## Collected data entries:

^^^^^^^^^^^^^^^^

//! Project configuration
//!
//! Handles loading `strata.toml`:
//!
//! ```toml
//! default_environment = "development"
//!
//! [paths]
//! migrations = ["db/migrations", "modules/*/migrations"]
//!
//! [environments.development]
//! adapter = "sqlite"
//! name = "./dev.db"
//!
//! [environments.staging]
//! adapter = "sqlite"
//! name = "./staging.db"
//! schema_name = "staging"
//! ```

use serde::Deserialize;
use std::collections::BTreeMap;
use std::path::{Path, PathBuf};

pub const CONFIG_FILE: &str = "strata.toml";

/// Directory under a migration path that holds schema scripts
pub const SCHEMA_DIR: &str = "schema";

/// Extension of schema script files
pub const SCHEMA_EXTENSION: &str = "strata";

// ============================================================================
// Config
// ============================================================================

/// Top-level configuration
#[derive(Debug, Clone, Default, Deserialize)]
pub struct Config {
    /// Environment used when none is given on the command line
    #[serde(default)]
    pub default_environment: Option<String>,

    #[serde(default)]
    pub paths: Paths,

    /// Named database environments
    #[serde(default)]
    pub environments: BTreeMap<String, Environment>,
}

#[derive(Debug, Clone, Default, Deserialize)]
pub struct Paths {
    /// Migration directories; glob patterns are expanded
    #[serde(default)]
    pub migrations: PathList,
}

/// Path pattern(s)
#[derive(Debug, Clone, Deserialize)]
#[serde(untagged)]
pub enum PathList {
    One(String),
    Many(Vec<String>),
}

impl Default for PathList {
    fn default() -> Self {
        Self::Many(Vec::new())
    }
}

impl PathList {
    pub fn iter(&self) -> impl Iterator<Item = &str> {
        match self {
            Self::One(s) => std::slice::from_ref(s).iter().map(String::as_str),
            Self::Many(v) => v.iter().map(String::as_str),
        }
    }

    pub fn is_empty(&self) -> bool {
        self.iter().next().is_none()
    }
}

/// Connection settings for one environment
#[derive(Debug, Clone, PartialEq, Eq, Deserialize)]
pub struct Environment {
    /// Adapter name, e.g. `sqlite`
    pub adapter: String,
    /// Database name; a file path for SQLite
    pub name: String,
    /// Prefix for the schema script file name
    #[serde(default)]
    pub schema_name: Option<String>,
}

// ============================================================================
// Config implementation
// ============================================================================

impl Config {
    /// Load from default config file
    pub fn load() -> Result<Self, Error> {
        Self::load_from(Path::new(CONFIG_FILE))
    }

    /// Load from specific path
    pub fn load_from(path: &Path) -> Result<Self, Error> {
        let content = std::fs::read_to_string(path).map_err(|e| {
            if e.kind() == std::io::ErrorKind::NotFound {
                Error::NotFound(path.into())
            } else {
                Error::Io(path.into(), e)
            }
        })?;

        toml::from_str(&content).map_err(|e| Error::Parse(path.into(), e))
    }

    /// Configured migration path patterns, unexpanded
    pub fn migration_paths(&self) -> impl Iterator<Item = &str> {
        self.paths.migrations.iter()
    }

    /// Name of the environment to use when none is given.
    ///
    /// Falls back to the only environment when `default_environment` is unset.
    pub fn default_environment(&self) -> Result<&str, Error> {
        if let Some(name) = &self.default_environment {
            return Ok(name);
        }

        let mut names = self.environments.keys();
        match (names.next(), names.next()) {
            (Some(only), None) => Ok(only),
            _ => Err(Error::NoDefaultEnvironment),
        }
    }

    /// Look up an environment by name
    pub fn environment(&self, name: &str) -> Result<&Environment, Error> {
        self.environments
            .get(name)
            .ok_or_else(|| Error::UnknownEnvironment(name.into()))
    }

    /// Directory schema scripts live under.
    ///
    /// An explicit path wins. Otherwise the configured patterns are expanded
    /// and the first match is used.
    pub fn resolve_migration_path(&self, path: Option<&Path>) -> Result<PathBuf, Error> {
        if let Some(path) = path.filter(|p| !p.as_os_str().is_empty()) {
            return Ok(path.to_path_buf());
        }

        if self.paths.migrations.is_empty() {
            return Err(Error::NoMigrationPaths);
        }

        let mut matched = Vec::new();
        for pattern in self.migration_paths() {
            let paths = glob::glob(pattern).map_err(|e| Error::Glob(pattern.into(), e))?;
            matched.extend(paths.filter_map(Result::ok));
        }

        if matched.len() > 1 {
            tracing::debug!(count = matched.len(), "several migration paths matched, using the first");
        }

        matched
            .into_iter()
            .next()
            .ok_or_else(|| Error::NoMatchingPaths(self.migration_paths().collect::<Vec<_>>().join(", ")))
    }
}

/// Schema script location for an environment inside a migration path.
///
/// `<dir>/schema/<schema_name>_schema.strata`, or `<dir>/schema/schema.strata`
/// when the environment has no schema name.
pub fn schema_file(migration_path: &Path, env: &Environment) -> PathBuf {
    let file = match env.schema_name.as_deref().filter(|s| !s.is_empty()) {
        Some(prefix) => format!("{prefix}_schema.{SCHEMA_EXTENSION}"),
        None => format!("schema.{SCHEMA_EXTENSION}"),
    };
    migration_path.join(SCHEMA_DIR).join(file)
}

// ============================================================================
// Errors
// ============================================================================

#[derive(Debug, thiserror::Error)]
pub enum Error {
    #[error("config not found: {}", .0.display())]
    NotFound(PathBuf),

    #[error("failed to read {}: {}", .0.display(), .1)]
    Io(PathBuf, #[source] std::io::Error),

    #[error("failed to parse {}: {}", .0.display(), .1)]
    Parse(PathBuf, #[source] toml::de::Error),

    #[error("no migration paths set in your configuration file")]
    NoMigrationPaths,

    #[error(
        "no directories matched the migration path patterns ({0}); create a migration directory manually"
    )]
    NoMatchingPaths(String),

    #[error("invalid glob '{0}': {1}")]
    Glob(String, #[source] glob::PatternError),

    #[error("environment '{0}' is not defined in your configuration file")]
    UnknownEnvironment(String),

    #[error("no default environment set and more than one environment defined")]
    NoDefaultEnvironment,
}

pub type ConfigError = Error;

// ============================================================================
// Tests
// ============================================================================

#[cfg(test)]
mod tests {
    use super::*;

    fn sqlite_env(schema_name: Option<&str>) -> Environment {
        Environment {
            adapter: "sqlite".into(),
            name: "dev.db".into(),
            schema_name: schema_name.map(Into::into),
        }
    }

    #[test]
    fn parses_environments() {
        let cfg: Config = toml::from_str(
            r#"
            default_environment = "dev"
            [paths]
            migrations = "db/migrations"
            [environments.dev]
            adapter = "sqlite"
            name = "dev.db"
            [environments.prod]
            adapter = "sqlite"
            name = "prod.db"
            schema_name = "prod"
        "#,
        )
        .unwrap();

        assert_eq!(cfg.default_environment().unwrap(), "dev");
        assert_eq!(cfg.migration_paths().collect::<Vec<_>>(), ["db/migrations"]);
        assert_eq!(cfg.environment("prod").unwrap().schema_name.as_deref(), Some("prod"));
        assert!(matches!(cfg.environment("qa"), Err(Error::UnknownEnvironment(_))));
    }

    #[test]
    fn single_environment_is_the_default() {
        let cfg: Config = toml::from_str(
            r#"
            [environments.local]
            adapter = "sqlite"
            name = "local.db"
        "#,
        )
        .unwrap();
        assert_eq!(cfg.default_environment().unwrap(), "local");

        let empty = Config::default();
        assert!(matches!(empty.default_environment(), Err(Error::NoDefaultEnvironment)));
    }

    #[test]
    fn schema_file_names() {
        let dir = Path::new("db/migrations");
        assert_eq!(
            schema_file(dir, &sqlite_env(None)),
            Path::new("db/migrations/schema/schema.strata")
        );
        assert_eq!(
            schema_file(dir, &sqlite_env(Some("tenant"))),
            Path::new("db/migrations/schema/tenant_schema.strata")
        );
        assert_eq!(
            schema_file(dir, &sqlite_env(Some(""))),
            Path::new("db/migrations/schema/schema.strata")
        );
    }

    #[test]
    fn explicit_path_wins() {
        let cfg = Config::default();
        let path = cfg.resolve_migration_path(Some(Path::new("elsewhere"))).unwrap();
        assert_eq!(path, Path::new("elsewhere"));
    }

    #[test]
    fn missing_paths_are_errors() {
        let cfg = Config::default();
        assert!(matches!(cfg.resolve_migration_path(None), Err(Error::NoMigrationPaths)));

        let cfg: Config = toml::from_str(
            r#"
            [paths]
            migrations = ["/nonexistent/strata/*/migrations"]
        "#,
        )
        .unwrap();
        assert!(matches!(cfg.resolve_migration_path(None), Err(Error::NoMatchingPaths(_))));
    }

    #[test]
    fn first_glob_match_is_used() {
        let dir = tempfile::tempdir().unwrap();
        std::fs::create_dir_all(dir.path().join("b/migrations")).unwrap();
        std::fs::create_dir_all(dir.path().join("a/migrations")).unwrap();

        let pattern = dir.path().join("*/migrations");
        let cfg = Config {
            paths: Paths {
                migrations: PathList::One(pattern.to_string_lossy().into_owned()),
            },
            ..Config::default()
        };

        let path = cfg.resolve_migration_path(None).unwrap();
        assert_eq!(path, dir.path().join("a/migrations"));
    }
}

^^^^^^^^^^^^^^^^

## What is required:
What lines in the records contain the word "local"? Return each one.

## Problem solution:
            [environments.local]
            name = "local.db"
        assert_eq!(cfg.default_environment().unwrap(), "local");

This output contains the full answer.